Ayman Najafi, 24, and Charlotte Adams, 25, have appealed a conviction for public indecency, saying a simple peck on the cheek was blown out of proportion as they dined at Bob's Easy Diner, a restaurant on a seaside strip known as 'The Walk.'
The couple -- both are British citizens -- was taken to court after an Emirati woman sitting with her children at a table nearby reported them to the police, saying they were kissing passionately and touching each other.
"We greeted each other and kissed on the cheeks," Adams told the Dubai Appeals Court, according to Gulf News. The couple was also fined for consuming alcohol; though drinking is allowed in Dubai's bars, hotels, and private homes, those stopped by police can be punished if intoxicated.
The Emirati woman who called Dubai Police also testified in court on Sunday.
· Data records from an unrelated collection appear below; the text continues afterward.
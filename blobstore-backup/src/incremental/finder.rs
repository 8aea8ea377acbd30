use std::sync::{Arc, LazyLock};

use async_trait::async_trait;
use regex::Regex;
use tracing::{debug, info};

use super::{BackedUpBlob, BackupDirectory};
use crate::blobpath;
use crate::storage::Bucket;
use crate::utils::Result;

static BACKUP_DIRECTORY_NAME: LazyLock<Regex> = LazyLock::new(|| {
    Regex::new(r"^\d{4}(_\d{2}){5}$").expect("backup directory pattern is valid")
});

/// Locates the blobs of the backup an incremental run builds on.
#[async_trait]
pub trait BackupDirectoryFinder: Send + Sync {
    /// Blobs of the chosen complete backup of `bucket_id`, or an empty list
    /// when there is none yet.
    async fn list_blobs(&self, bucket_id: &str) -> Result<Vec<BackedUpBlob>>;
}

impl std::fmt::Debug for dyn BackupDirectoryFinder {
    fn fmt(&self, f: &mut std::fmt::Formatter<'_>) -> std::fmt::Result {
        f.write_str("BackupDirectoryFinder")
    }
}

/// Order in which timestamped directories are checked for completeness.
#[derive(Debug, Clone, Copy, Default, PartialEq, Eq)]
pub enum ScanOrder {
    /// Ascending; the first complete directory wins.
    #[default]
    OldestFirst,
    /// Descending; the most recent complete directory wins.
    NewestFirst,
}

pub struct LastBackupDirectoryFinder {
    bucket: Arc<dyn Bucket>,
    order: ScanOrder,
}

impl LastBackupDirectoryFinder {
    pub fn new(bucket: Arc<dyn Bucket>) -> Self {
        Self {
            bucket,
            order: ScanOrder::default(),
        }
    }

    pub fn with_order(mut self, order: ScanOrder) -> Self {
        self.order = order;
        self
    }
}

#[async_trait]
impl BackupDirectoryFinder for LastBackupDirectoryFinder {
    async fn list_blobs(&self, bucket_id: &str) -> Result<Vec<BackedUpBlob>> {
        let mut timestamps: Vec<String> = self
            .bucket
            .list_directories()
            .await?
            .into_iter()
            .filter(|dir| BACKUP_DIRECTORY_NAME.is_match(dir))
            .collect();

        if timestamps.is_empty() {
            debug!("No backup directories in bucket {}", self.bucket.name());
            return Ok(Vec::new());
        }

        // Zero-padded fixed width, so lexicographic order is chronological.
        timestamps.sort();
        if self.order == ScanOrder::NewestFirst {
            timestamps.reverse();
        }

        for timestamp in timestamps {
            let directory = BackupDirectory::new(blobpath::join(&timestamp, bucket_id), Arc::clone(&self.bucket));
            if directory.is_complete().await? {
                info!("Using backup directory {} as baseline for {}", directory.path, bucket_id);
                return directory.list_blobs().await;
            }
        }

        debug!("No complete backup of {} in bucket {}", bucket_id, self.bucket.name());
        Ok(Vec::new())
    }
}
"My daughter told me that the accused were kissing on the mouth. Then I spotted them doing so myself. I also saw them touching each other, as they were seated two to three meters away from our table. A number of customers witnessed the scene as well," she said.
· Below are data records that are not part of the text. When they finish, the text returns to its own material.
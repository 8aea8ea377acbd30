//! Start, complete and restore incremental backups over in-memory object stores.

use std::collections::{BTreeMap, HashMap};
use std::sync::Arc;

use blobstore_backup::artifact::{Artifact, FileArtifact};
use blobstore_backup::builder;
use blobstore_backup::config::{BackupBucketConfig, BucketConfig};
use blobstore_backup::executor::ParallelExecutor;
use blobstore_backup::incremental::{BackupCompleter, BackupStarter, BucketBackup, Clock, Restorer};
use blobstore_backup::retry::RetryPolicy;
use blobstore_backup::storage::{Bucket, ObjectStoreBucket, StoreLocation};
use blobstore_backup::Result;
use object_store::memory::InMemory;
use tempfile::TempDir;

struct FixedClock(&'static str);

impl Clock for FixedClock {
    fn now(&self) -> String {
        self.0.to_string()
    }
}

struct World {
    buckets: HashMap<String, Arc<ObjectStoreBucket>>,
    configs: BTreeMap<String, BucketConfig>,
    dir: TempDir,
}

impl World {
    fn new(ids: &[(&str, &str)]) -> Self {
        let mut buckets = HashMap::new();
        let mut configs = BTreeMap::new();
        for (id, live) in ids {
            for name in [live.to_string(), "backup".to_string()] {
                buckets.entry(name.clone()).or_insert_with(|| {
                    Arc::new(
                        ObjectStoreBucket::new(name, "eu-west-1", Arc::new(InMemory::new()))
                            .with_retry(RetryPolicy::immediate(3)),
                    )
                });
            }
            configs.insert(
                id.to_string(),
                BucketConfig {
                    name: live.to_string(),
                    region: "eu-west-1".into(),
                    aws_access_key_id: String::new(),
                    aws_secret_access_key: String::new(),
                    endpoint: String::new(),
                    use_iam_profile: true,
                    force_path_style: false,
                    backup: BackupBucketConfig {
                        name: "backup".into(),
                        region: "eu-west-1".into(),
                    },
                },
            );
        }

        Self {
            buckets,
            configs,
            dir: tempfile::tempdir().unwrap(),
        }
    }

    fn bucket(&self, name: &str) -> Arc<ObjectStoreBucket> {
        self.buckets[name].clone()
    }

    fn open(&self, name: &str, _location: &StoreLocation) -> Result<Arc<dyn Bucket>> {
        let bucket: Arc<dyn Bucket> = self.bucket(name);
        Ok(bucket)
    }

    fn artifact(&self) -> Arc<FileArtifact<BucketBackup>> {
        Arc::new(FileArtifact::new(self.dir.path().join("backup.json")))
    }

    fn existing_artifact(&self) -> Arc<FileArtifact<BucketBackup>> {
        Arc::new(FileArtifact::new(self.dir.path().join("existing.json")))
    }

    async fn start(&self, timestamp: &'static str) {
        let to_start = builder::build_backups_to_start(&self.configs, &|n, l| self.open(n, l))
            .await
            .unwrap();
        BackupStarter::new(
            to_start,
            Arc::new(FixedClock(timestamp)),
            self.artifact(),
            self.existing_artifact(),
        )
        .with_executor(ParallelExecutor::new(4))
        .run()
        .await
        .unwrap();
    }

    async fn complete(&self) {
        let to_complete =
            builder::build_backups_to_complete(&self.configs, self.existing_artifact().as_ref(), &|n, l| {
                self.open(n, l)
            })
            .await
            .unwrap();
        BackupCompleter::new(to_complete).run().await.unwrap();
    }

    async fn restore(&self) -> Result<()> {
        let artifact = self.artifact();
        let pairs = builder::build_restore_bucket_pairs(&self.configs, artifact.as_ref(), &|n, l| self.open(n, l))
            .await?;
        Restorer::new(pairs, artifact).run().await
    }
}

async fn put(bucket: &ObjectStoreBucket, path: &str, contents: &str) {
    bucket.upload_blob(path, contents).await.unwrap();
}

async fn read(bucket: &ObjectStoreBucket, path: &str) -> String {
    String::from_utf8(bucket.read_blob(path).await.unwrap().to_vec()).unwrap()
}

async fn paths(bucket: &ObjectStoreBucket, prefix: &str) -> Vec<String> {
    let mut paths: Vec<String> = bucket
        .list_blobs(prefix)
        .await
        .unwrap()
        .into_iter()
        .map(|b| b.path)
        .collect();
    paths.sort();
    paths
}

#[tokio::test]
async fn test_backup_builds_on_previous_complete_backup_and_restores() {
    let world = World::new(&[("droplets", "live")]);
    let live = world.bucket("live");
    let backup = world.bucket("backup");
    put(&live, "a", "original a").await;
    put(&live, "f0/b", "original b").await;

    world.start("2024_01_01_00_00_00").await;
    world.complete().await;

    assert_eq!(
        paths(&backup, "2024_01_01_00_00_00/droplets").await,
        vec![
            "2024_01_01_00_00_00/droplets/a",
            "2024_01_01_00_00_00/droplets/backup_complete",
            "2024_01_01_00_00_00/droplets/f0/b",
        ]
    );

    put(&live, "c", "added later").await;
    world.start("2024_02_01_00_00_00").await;

    // Only the new blob is copied while the backup is being started.
    assert_eq!(
        paths(&backup, "2024_02_01_00_00_00/droplets").await,
        vec!["2024_02_01_00_00_00/droplets/c"]
    );
    let existing = world.existing_artifact().load().unwrap();
    assert_eq!(
        existing["droplets"].blobs,
        vec!["2024_01_01_00_00_00/droplets/a", "2024_01_01_00_00_00/droplets/f0/b"]
    );
    assert_eq!(existing["droplets"].dst_backup_directory_path, "2024_02_01_00_00_00/droplets");

    world.complete().await;

    let recorded = world.artifact().load().unwrap();
    assert_eq!(recorded["droplets"].bucket_name, "backup");
    assert_eq!(recorded["droplets"].blobs.len(), 3);
    assert_eq!(read(&backup, "2024_02_01_00_00_00/droplets/a").await, "original a");

    put(&live, "a", "corrupted").await;
    world.restore().await.unwrap();

    assert_eq!(read(&live, "a").await, "original a");
    assert_eq!(read(&live, "f0/b").await, "original b");
    assert_eq!(read(&live, "c").await, "added later");
}

#[tokio::test]
async fn test_incomplete_backup_is_not_a_baseline() {
    let world = World::new(&[("droplets", "live")]);
    let live = world.bucket("live");
    put(&live, "a", "1").await;

    world.start("2024_01_01_00_00_00").await;
    world.start("2024_02_01_00_00_00").await;

    assert_eq!(
        paths(&world.bucket("backup"), "2024_02_01_00_00_00/droplets").await,
        vec!["2024_02_01_00_00_00/droplets/a"]
    );
    let existing = world.existing_artifact().load().unwrap();
    assert!(existing["droplets"].blobs.is_empty());
}

#[tokio::test]
async fn test_shared_live_bucket_is_backed_up_and_restored_once() {
    let world = World::new(&[("droplets", "live"), ("packages", "live")]);
    let live = world.bucket("live");
    put(&live, "a", "1").await;

    world.start("2024_01_01_00_00_00").await;
    world.complete().await;

    let recorded = world.artifact().load().unwrap();
    assert_eq!(recorded["packages"], BucketBackup::same_as("droplets"));
    assert!(paths(&world.bucket("backup"), "2024_01_01_00_00_00/packages")
        .await
        .is_empty());

    world.restore().await.unwrap();
    assert_eq!(read(&live, "a").await, "1");
}

#[tokio::test]
async fn test_restore_fails_when_backup_directory_lost_blobs() {
    let world = World::new(&[("droplets", "live")]);
    put(&world.bucket("live"), "a", "1").await;
    world.start("2024_01_01_00_00_00").await;
    world.complete().await;

    let mut recorded = world.artifact().load().unwrap();
    if let Some(entry) = recorded.get_mut("droplets") {
        entry.blobs.push("2024_01_01_00_00_00/droplets/ghost".into());
    }
    world.artifact().write(&recorded).unwrap();

    let err = world.restore().await.unwrap_err();

    assert_eq!(
        err.to_string(),
        "found blobs in artifact that are not present in backup directory for bucket backup: \
         2024_01_01_00_00_00/droplets/ghost"
    );
}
On Monday, a restaurant employee told ABC News the couple was not kissing or acting inappropriately, just having an innocent good time.
"They said they were just sitting, laughing like everyone else," said a manager who declined to be named because he was not authorized to speak to the press.
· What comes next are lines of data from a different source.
//! Turns configuration and artifacts into runnable backup and restore plans.
//!
//! Bucket and account handles are opened through injected factories so the
//! same wiring runs against real stores and test doubles.

use std::collections::BTreeMap;
use std::sync::Arc;

use tracing::debug;

use crate::artifact::{validate_references, Artifact};
use crate::config::{BucketConfig, ContainerConfig, Settings};
use crate::incremental::{
    mark_same_backups_to_start, BackedUpBlob, BackupBucketPair, BackupDirectory, BackupToComplete, BackupToStart,
    BucketBackup, LastBackupDirectoryFinder, RestoreBucketPair,
};
use crate::snapshot::{Backuper, Container, ContainerBackup, RestoreTarget, Restorer, StorageAccount};
use crate::storage::{Bucket, StoreLocation};
use crate::utils::{BackupError, Result};

/// Opens the bucket called `name` at a location.
pub type OpenBucket<'a> = &'a (dyn Fn(&str, &StoreLocation) -> Result<Arc<dyn Bucket>> + Sync);

/// Opens a storage account from its name and key.
pub type OpenAccount<'a> = &'a (dyn Fn(&str, &str) -> Result<Arc<dyn StorageAccount>> + Sync);

async fn ensure_unversioned(bucket: &dyn Bucket) -> Result<()> {
    if bucket.is_versioned().await? {
        return Err(BackupError::Precondition(format!("bucket {} is versioned", bucket.name())));
    }
    Ok(())
}

/// One pending start per configured bucket, deduplicated by live bucket name.
pub async fn build_backups_to_start(
    configs: &BTreeMap<String, BucketConfig>,
    open_bucket: OpenBucket<'_>,
) -> Result<BTreeMap<String, BackupToStart>> {
    let mut backups_to_start = BTreeMap::new();

    for (id, config) in configs {
        let live_bucket = open_bucket(&config.name, &config.live_location())?;
        let backup_bucket = open_bucket(&config.backup.name, &config.backup_location())?;
        ensure_unversioned(live_bucket.as_ref()).await?;
        ensure_unversioned(backup_bucket.as_ref()).await?;

        debug!("Bucket {} backs up {} into {}", id, config.name, config.backup.name);
        backups_to_start.insert(
            id.clone(),
            BackupToStart::Pending {
                finder: Arc::new(LastBackupDirectoryFinder::new(Arc::clone(&backup_bucket))),
                bucket_pair: BackupBucketPair::new(live_bucket, backup_bucket),
            },
        );
    }

    Ok(mark_same_backups_to_start(backups_to_start))
}

/// Completion work recorded in the existing-blobs artifact of the start phase.
pub async fn build_backups_to_complete(
    configs: &BTreeMap<String, BucketConfig>,
    existing_blobs_artifact: &dyn Artifact<BucketBackup>,
    open_bucket: OpenBucket<'_>,
) -> Result<BTreeMap<String, BackupToComplete>> {
    let existing_blobs = existing_blobs_artifact.load()?;
    validate_references(&existing_blobs)?;

    for id in configs.keys() {
        if !existing_blobs.contains_key(id) {
            return Err(BackupError::Config(format!(
                "bucket {} is not present in the existing blobs artifact",
                id
            )));
        }
    }

    let mut backups_to_complete = BTreeMap::new();
    for (id, existing) in existing_blobs {
        if let Some(other) = existing.same_bucket_as {
            backups_to_complete.insert(id, BackupToComplete::SameAs(other));
            continue;
        }

        let config = configs.get(&id).ok_or_else(|| {
            BackupError::Config(format!(
                "bucket {} is present in the existing blobs artifact but not in the backup config",
                id
            ))
        })?;
        let backup_bucket = open_bucket(&config.backup.name, &config.backup_location())?;

        let blobs_to_copy = existing
            .blobs
            .into_iter()
            .map(|path| BackedUpBlob::new(path, existing.src_backup_directory_path.clone()))
            .collect();

        backups_to_complete.insert(
            id,
            BackupToComplete::Pending {
                backup_directory: BackupDirectory::new(existing.dst_backup_directory_path, backup_bucket),
                blobs_to_copy,
            },
        );
    }

    Ok(backups_to_complete)
}

/// Pairs each configured live bucket with the backup bucket named in the artifact.
///
/// IDs present only in the artifact are left for the restorer to reject.
pub async fn build_restore_bucket_pairs(
    configs: &BTreeMap<String, BucketConfig>,
    artifact: &dyn Artifact<BucketBackup>,
    open_bucket: OpenBucket<'_>,
) -> Result<BTreeMap<String, RestoreBucketPair>> {
    let backups = artifact.load()?;
    validate_references(&backups)?;

    let mut pairs = BTreeMap::new();
    for (id, config) in configs {
        let backup = backups.get(id).ok_or_else(|| {
            BackupError::Config(format!("cannot restore bucket {}, not found in backup artifact", id))
        })?;

        if let Some(other) = &backup.same_bucket_as {
            pairs.insert(id.clone(), RestoreBucketPair::SameAs(other.clone()));
            continue;
        }

        let live_bucket = open_bucket(&config.name, &config.live_location())?;
        let backup_bucket = open_bucket(&backup.bucket_name, &config.location_in(&backup.bucket_region))?;
        ensure_unversioned(live_bucket.as_ref()).await?;
        ensure_unversioned(backup_bucket.as_ref()).await?;

        pairs.insert(id.clone(), RestoreBucketPair::new(live_bucket, backup_bucket));
    }

    Ok(pairs)
}

/// Live container handles for a full-snapshot backup.
pub fn build_backup_containers(
    configs: &BTreeMap<String, ContainerConfig>,
    open_account: OpenAccount<'_>,
) -> Result<BTreeMap<String, Arc<dyn Container>>> {
    configs
        .iter()
        .map(|(id, config)| {
            let account = open_account(&config.storage_account, &config.storage_key)?;
            Ok((id.clone(), account.container(&config.name)?))
        })
        .collect()
}

/// Restore targets for a full-snapshot restore, honouring `restore_from`.
pub fn build_restore_targets(
    configs: &BTreeMap<String, ContainerConfig>,
    open_account: OpenAccount<'_>,
) -> Result<BTreeMap<String, RestoreTarget>> {
    configs
        .iter()
        .map(|(id, config)| {
            let account = open_account(&config.storage_account, &config.storage_key)?;
            let restore_from = config
                .restore_from
                .as_ref()
                .map(|from| open_account(&from.storage_account, &from.storage_key))
                .transpose()?;

            Ok((
                id.clone(),
                RestoreTarget {
                    container: account.container(&config.name)?,
                    account,
                    restore_from,
                },
            ))
        })
        .collect()
}

/// Full-snapshot backup of every configured container, tuned by `settings`.
pub fn snapshot_backuper(
    settings: &Settings,
    configs: &BTreeMap<String, ContainerConfig>,
    open_account: OpenAccount<'_>,
    artifact: Arc<dyn Artifact<ContainerBackup>>,
) -> Result<Backuper> {
    let containers = build_backup_containers(configs, open_account)?;
    Ok(Backuper::new(containers, artifact).with_retry(settings.retry_policy()))
}

/// Full-snapshot restore of every configured container, tuned by `settings`.
pub fn snapshot_restorer(
    settings: &Settings,
    configs: &BTreeMap<String, ContainerConfig>,
    open_account: OpenAccount<'_>,
    artifact: Arc<dyn Artifact<ContainerBackup>>,
) -> Result<Restorer> {
    let targets = build_restore_targets(configs, open_account)?;
    Ok(Restorer::new(targets, artifact)
        .with_executor(settings.executor())
        .with_retry(settings.retry_policy())
        .with_poll_interval(settings.poll_interval())
        .with_signed_url_ttl(settings.signed_url_ttl()))
}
'The managers wouldn't let it happen – we know the culture of the country, and we would not allow this at all.
The couple's lawyer has asked the court to dismiss charges and reduce the fine for drinking (about $270). Charlotte Adams, British a real estate agent visiting Dubai on vacation, and Ayman Najafi, a marketing consultant who lives in this Middle Eastern city, would both be deported after a one-month jail sentence. They are currently free on bail, their passports confiscated ahead of an April 4 court date.
Expats Breaking Dubai's Decency Laws
Residents and short-term visitors have run afoul of Dubai's decency laws in the past, and faced high-profile court cases. In 2008 a British couple was sentenced to three months in jail for having sex on a public beach. Michelle Palmer, 36, and Vince Acors, 34, were arrested by police and fined for intoxication.
In January 2009 the story surfaced of another couple that was forced to marry after being prosecuted for intoxication and sex out of wedlock on New Year's Eve. They were charged after the woman came forward with allegations she had been raped by an employee in her Dubai hotel.
A friend of the couple told ABC News the British Embassy brokered negotiations for their release, and that they are now avoiding Dubai.
The cases have pointed to an ongoing tension between this Arabic city's liberal lifestyle and its conservative values.
Elements of its legal system are based on Islamic law, known as Shariah, though Dubai encouraged visitors and expats to unwind the way they would at home, with a buffet of Western-style entertainment outlets. Bars, nightclubs, and prostitution abound.
"The bedrock of Dubai is an unwritten social contract between the government, its locals and residents where the latter two groups are free to conduct their lives in as liberal or conservative a fashion as they please as long as it doesn't upset Dubai's delicate identity," wrote Emirati social commentator Mishaal Al Gergawi after the New Year's Eve case.
"This balancing act is the essence of Dubai's appeal."